> What is being asked
Work out how many lines of the listing hold the string "onto", then answer with that number and nothing else.

━━━━

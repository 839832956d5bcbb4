//! Numerically stable segment-segment intersection.
//!
//! Solving the 2x2 linear system directly is ill-conditioned for
//! near-parallel segments and near-endpoint crossings. Instead the solver
//! runs two independent passes, one per coordinate: each pass sorts the
//! endpoints, rejects when the projections do not overlap, and interpolates
//! the intersection coordinate between the two closest compatible reference
//! points. This bounds the relative error because it never extrapolates.

use std::mem;

use crate::math::{avg, near0, Point2, Vector2, NEAR0};

use super::distance::{distance_h, distance_h_scaled, distance_v, distance_v_scaled};

/// Outcome of intersecting two line segments.
#[derive(Debug, Clone, Copy, PartialEq)]
pub enum SegmentIntersection {
    /// The segments do not cross.
    None,
    /// The segments are parallel within the near-zero tolerance; no
    /// intersection point is computed.
    Parallel,
    /// The segments cross at the contained point.
    Point(Point2),
}

/// Computes the intersection of segments `(org1, dst1)` and `(org2, dst2)`.
///
/// Segment direction does not matter; each pass normalizes the endpoint
/// order internally. Segments sharing an endpoint resolve to that endpoint
/// exactly. Near-misses whose signed distances are within [`NEAR0`] of zero
/// are admitted as touching; this tolerance keeps the planar subdivision
/// consistent when an endpoint sits almost exactly on another segment.
///
/// Zero-length segments are not guarded here; the caller must not pass
/// `org == dst` (see [`Segment::new`](super::segment::Segment::new) for a
/// checked construction).
#[must_use]
pub fn segment_intersection(
    org1: &Point2,
    dst1: &Point2,
    org2: &Point2,
    dst2: &Point2,
) -> SegmentIntersection {
    // Near-parallel segments have no stable intersection point.
    if near_parallel(org1, dst1, org2, dst2) {
        return SegmentIntersection::Parallel;
    }

    let Some(x) = intersection_x(org1, dst1, org2, dst2) else {
        return SegmentIntersection::None;
    };
    let Some(y) = intersection_y(org1, dst1, org2, dst2) else {
        return SegmentIntersection::None;
    };
    SegmentIntersection::Point(Point2::new(x, y))
}

/// Is the slope cross product of the two segments within the near-zero
/// tolerance?
#[allow(clippy::cast_possible_truncation)]
fn near_parallel(org1: &Point2, dst1: &Point2, org2: &Point2, dst2: &Point2) -> bool {
    let d1: Vector2 = org1 - dst1;
    let d2: Vector2 = org2 - dst2;

    let dk = (f64::from(d1.y) * f64::from(d2.x) - f64::from(d2.y) * f64::from(d1.x)) as f32;
    near0(dk)
}

/// Interpolation `(x * a + y * b) / (a + b)` for the intersection point.
///
/// `a` and `b` may be slightly negative from the tolerance policy and are
/// clamped to zero. Interpolating from the larger-weight side keeps the
/// result accurate even when `a` and `b` are very large; when both are
/// zero the midpoint is the only sensible answer.
#[allow(clippy::cast_possible_truncation)]
fn interpolate(x: f32, a: f64, y: f32, b: f64) -> f32 {
    let a = a.max(0.0);
    let b = b.max(0.0);

    if a >= b {
        if a == 0.0 {
            return avg(x, y);
        }
        (f64::from(x) + f64::from(y - x) * (b / (a + b))) as f32
    } else {
        (f64::from(y) + f64::from(x - y) * (a / (a + b))) as f32
    }
}

/// The x-coordinate pass.
///
/// Sorts the endpoints so `org1.x <= org2.x <= dst1.x` (rejecting when the
/// x-intervals do not overlap), then interpolates `result.x` between the
/// two endpoints bracketing the crossing:
///
/// ```text
///        org2
///          .
///          |   .
///      dy1 |       .
/// . . . . . . . . . . * . . . . . . . . . dst1
/// org1                |    .       | dy2
///                     |        .   |
///                     |            .
///                 result.x        dst2
/// ```
///
/// `result.x = (org2.x * dy2 + dst.x * dy1) / (dy1 + dy2)` where `dst` is
/// whichever of `dst1`/`dst2` ends the overlap.
fn intersection_x<'a>(
    mut org1: &'a Point2,
    mut dst1: &'a Point2,
    mut org2: &'a Point2,
    mut dst2: &'a Point2,
) -> Option<f32> {
    if org1.x > dst1.x {
        mem::swap(&mut org1, &mut dst1);
    }
    if org2.x > dst2.x {
        mem::swap(&mut org2, &mut dst2);
    }
    if org1.x > org2.x {
        mem::swap(&mut org1, &mut org2);
        mem::swap(&mut dst1, &mut dst2);
    }

    if org2.x > dst1.x {
        // The x-intervals do not overlap.
        return None;
    }

    if dst1.x <= dst2.x {
        // The overlap ends at dst1: org2 and dst1 each project onto the
        // other segment, so measure both with the full distance.
        let mut dy1 = f64::from(distance_v(org2, org1, dst1));
        let mut dy2 = f64::from(distance_v(dst1, org2, dst2));

        if dy1 + dy2 < 0.0 {
            dy1 = -dy1;
            dy2 = -dy2;
        }

        // Opposite signs mean no crossing, but distances within the
        // tolerance of zero are treated as touching.
        if dy1 < -f64::from(NEAR0) || dy2 < -f64::from(NEAR0) {
            return None;
        }

        Some(interpolate(org2.x, dy2, dst1.x, dy1))
    } else {
        // Both endpoints of segment 2 project onto segment 1. The scaled
        // distances share the same `dst1.x - org1.x` factor, which cancels
        // in the interpolation, so the cheap variant is exact here.
        let mut dy1 = distance_v_scaled(org2, org1, dst1).get();
        let mut dy2 = (-distance_v_scaled(dst2, org1, dst1)).get();

        if dy1 + dy2 < 0.0 {
            dy1 = -dy1;
            dy2 = -dy2;
        }

        if dy1 < -f64::from(NEAR0) || dy2 < -f64::from(NEAR0) {
            return None;
        }

        Some(interpolate(org2.x, dy2, dst2.x, dy1))
    }
}

/// The y-coordinate pass, symmetric to [`intersection_x`].
fn intersection_y<'a>(
    mut org1: &'a Point2,
    mut dst1: &'a Point2,
    mut org2: &'a Point2,
    mut dst2: &'a Point2,
) -> Option<f32> {
    if org1.y > dst1.y {
        mem::swap(&mut org1, &mut dst1);
    }
    if org2.y > dst2.y {
        mem::swap(&mut org2, &mut dst2);
    }
    if org1.y > org2.y {
        mem::swap(&mut org1, &mut org2);
        mem::swap(&mut dst1, &mut dst2);
    }

    if org2.y > dst1.y {
        // The y-intervals do not overlap.
        return None;
    }

    if dst1.y <= dst2.y {
        let mut dx1 = f64::from(distance_h(org2, org1, dst1));
        let mut dx2 = f64::from(distance_h(dst1, org2, dst2));

        if dx1 + dx2 < 0.0 {
            dx1 = -dx1;
            dx2 = -dx2;
        }

        if dx1 < -f64::from(NEAR0) || dx2 < -f64::from(NEAR0) {
            return None;
        }

        Some(interpolate(org2.y, dx2, dst1.y, dx1))
    } else {
        let mut dx1 = distance_h_scaled(org2, org1, dst1).get();
        let mut dx2 = (-distance_h_scaled(dst2, org1, dst1)).get();

        if dx1 + dx2 < 0.0 {
            dx1 = -dx1;
            dx2 = -dx2;
        }

        if dx1 < -f64::from(NEAR0) || dx2 < -f64::from(NEAR0) {
            return None;
        }

        Some(interpolate(org2.y, dx2, dst2.y, dx1))
    }
}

━━━━

> Output for this task
2